Benjamin Franklin Rush was born in Sacramento county, California, on the 12th day of October, 1852, and is the son of Hiram and Sarah (Inwood) Rush. The Rush family was originally from the state of Pennsylvania, whence Mr. Rush's paternal grandparents moved to the state of Ohio. Later they settled in South Bend, Indiana, where their son Hiram secured his education, after which he was employed as a clerk. Hiram Rush had within him those qualities of which men of action and definite accomplishment are made, for, not satisfied with the local outlook for individual advancement and with a farsighted vision of the possibilities lying in the far west, he, in 1849, purchased a small herd of cattle and started across the weary expanse of plains and mountains lying between him and the Golden West, his objective. He must have been a man of character and force, for he was chosen captain of the train with which he traveled and the long journey was accomplished successfully under his direction. On reaching the Sacramento valley he and his family were so well pleased with the country that they decided to go no farther and stopped there, the rest of the company going on to other locations. The cattle which they had brought with them were turned out into the magnificent grass and Mr. Rush at once engaged in the hotel business, establishing what was known as the Fourteen-Mile house, which at once demonstrated the wisdom of the venture, for it became a popular and well patronized stopping place for the weary travelers on their way into the state. Eventually, Mr. Rush found it necessary to give his attention to his rapidly increasing herd of cattle and Mrs. Rush took over the operation of the hotel, in which she succeeded most admirably. They were eminently successful in both their lines of effort, but in 1852, owing to unsatisfactory climatic conditions, they decided to seek a more healthful location, and accordingly they came to Solano county, locating in the Protrero hills, in the southwestern part of the county, where also they found fine range for the cattle. In the following year they moved their home to Suisun, which was the family home for many years.

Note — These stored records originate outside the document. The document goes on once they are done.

//! Error types for forecast-forge operations.
//!
//! Defines error types for the major subsystems:
//! - Table manipulation and schema enforcement
//! - File storage (tables, dicts, models, figures)
//! - Model fitting and hyperparameter search
//! - Task lifecycle and parameter-bag extraction
//! - Pipeline execution and dispatch
//! - Run versioning

use std::path::PathBuf;

use thiserror::Error;

use crate::config::ConfigError;

/// Errors raised while manipulating in-memory tables.
#[derive(Debug, Error)]
pub enum TableError {
    #[error("Column '{0}' not found")]
    ColumnNotFound(String),

    #[error("Duplicate column '{0}'")]
    DuplicateColumn(String),

    #[error("Column '{column}' has {actual} rows, expected {expected}")]
    LengthMismatch {
        column: String,
        expected: usize,
        actual: usize,
    },

    #[error("Column '{column}' is {actual}, expected {expected}")]
    TypeMismatch {
        column: String,
        expected: String,
        actual: String,
    },

    #[error("Failed to parse '{value}' in column '{column}' with format '{format}'")]
    DateParse {
        column: String,
        value: String,
        format: String,
    },

    #[error("{label} - Primary key {columns:?} is not unique")]
    PrimaryKeyViolation { label: String, columns: Vec<String> },

    #[error("{label} - Invalid values for column {column}: {values:?}")]
    EnumViolation {
        label: String,
        column: String,
        values: Vec<String>,
    },
}

/// Errors raised while reading or writing versioned files.
#[derive(Debug, Error)]
pub enum StorageError {
    #[error("Format of '{file}' not supported for {kind}")]
    UnsupportedFormat { file: String, kind: String },

    #[error("Failed to access '{path}': {source}")]
    Io {
        path: PathBuf,
        #[source]
        source: std::io::Error,
    },

    #[error("JSON error in '{path}': {source}")]
    Json {
        path: PathBuf,
        #[source]
        source: serde_json::Error,
    },

    #[error("YAML error in '{path}': {source}")]
    Yaml {
        path: PathBuf,
        #[source]
        source: serde_yaml::Error,
    },

    #[error("Arrow error: {0}")]
    Arrow(#[from] arrow::error::ArrowError),

    #[error("Parquet error: {0}")]
    Parquet(#[from] parquet::errors::ParquetError),

    #[error("Unsupported column type '{data_type}' for column '{column}'")]
    UnsupportedColumnType { column: String, data_type: String },

    #[error("Invalid table data in '{path}': {reason}")]
    InvalidData { path: PathBuf, reason: String },

    #[error("Table error: {0}")]
    Table(#[from] TableError),
}

impl StorageError {
    pub(crate) fn io(path: impl Into<PathBuf>, source: std::io::Error) -> Self {
        Self::Io {
            path: path.into(),
            source,
        }
    }
}

/// Errors raised while fitting or tuning a model.
#[derive(Debug, Error)]
pub enum ModelError {
    #[error("Training set is empty")]
    EmptyTrainingSet,

    #[error("Expected {expected} features, got {actual}")]
    DimensionMismatch { expected: usize, actual: usize },

    #[error("Normal equations are singular; features may be collinear")]
    Singular,

    #[error("Invalid hyperparameter '{name}': {reason}")]
    InvalidHyperparameter { name: String, reason: String },

    #[error("Unsupported scoring '{0}'")]
    UnsupportedScoring(String),

    #[error("Cannot split {samples} samples into {splits} folds")]
    InvalidFolds { samples: usize, splits: usize },
}

/// Errors raised by a task during construction or its lifecycle.
#[derive(Debug, Error)]
pub enum TaskError {
    #[error("Missing input '{key}' in parameter bag")]
    MissingInput { key: String },

    #[error("Input '{key}' is {found}, expected {expected}")]
    InputType {
        key: String,
        expected: &'static str,
        found: &'static str,
    },

    #[error("Configuration error: {0}")]
    Config(#[from] ConfigError),

    #[error("Storage error: {0}")]
    Storage(#[from] StorageError),

    #[error("Schema error: {0}")]
    Schema(String),

    #[error("Model '{0}' is not supported")]
    UnsupportedModel(String),

    #[error("Model type '{0}' not supported by this task")]
    UnsupportedModelType(String),

    #[error("Model error: {0}")]
    Model(#[from] ModelError),

    #[error("{0}")]
    Failed(String),
}

impl From<TableError> for TaskError {
    fn from(err: TableError) -> Self {
        TaskError::Schema(err.to_string())
    }
}

/// Errors raised by the pipeline engine and registry.
#[derive(Debug, Error)]
pub enum PipelineError {
    #[error("Pipeline '{0}' is not implemented yet")]
    NotImplemented(String),

    #[error("Pipeline '{name}' already executed (state: {state})")]
    AlreadyRun { name: String, state: String },

    #[error("Configuration error: {0}")]
    Config(#[from] ConfigError),

    /// A task failure, passed through unchanged.
    #[error(transparent)]
    Task(#[from] TaskError),
}

impl PipelineError {
    /// Returns the underlying task error, if this failure came from a task.
    pub fn as_task_error(&self) -> Option<&TaskError> {
        match self {
            PipelineError::Task(err) => Some(err),
            _ => None,
        }
    }
}

/// Errors raised while resolving run versions.
#[derive(Debug, Error)]
pub enum VersioningError {
    #[error("Pipeline '{0}' isn't defined as a processing or modeling pipeline")]
    UnknownPipeline(String),

    #[error("Folder '{0}' has no version subdirectories")]
    EmptyDataDirectory(PathBuf),

    #[error("Configuration error: {0}")]
    Config(#[from] ConfigError),

    #[error("Failed to list '{path}': {source}")]
    Io {
        path: PathBuf,
        #[source]
        source: std::io::Error,
    },

    #[error("Failed to write config snapshot: {0}")]
    Snapshot(#[from] StorageError),
}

Hiram Rush was a man of keen business sagacity and quick action and his operations during these early years were crowned with splendid success, so that in a few years he became recognized as one of the wealthiest and most influential men in Solano county. His cattle increased in number to about three thousand head, in addition to which he had several hundred head of horses, and his land holdings amounted to fifty-one thousand acres, a portion of which tract was located in Monterey county, besides an interest which he held in the Luco grant in Suisun. In 1865, in order to give the children better educational advantages, the family residence was established in San Francisco, where a comfortable home was purchased. Mr. Rush's untimely death occurred on October 4, 1869, at the age of sixty years, when he fell from a vehicle while crossing a stream, and his passing was considered a distinct loss to the entire community, for, aside from his important business connections, he held to a very marked degree the respect and admiration of the people generally, being a man of fine personal qualities and likable character. He was twice married, first to a Miss Inwood, by whom he had two daughters, Eleanor and Sarah. After her death he married her sister, Sarah Inwood, and to them were born three children, namely: Benjamin Franklin, the immediate subject of this sketch; Mary, who became the wife of W. K. Fletcher of San Francisco, and Kate, also of San Francisco. Hiram Rush was for many years an appreciative member of the Masonic order, the beneficent principles of which he exemplified in his own life.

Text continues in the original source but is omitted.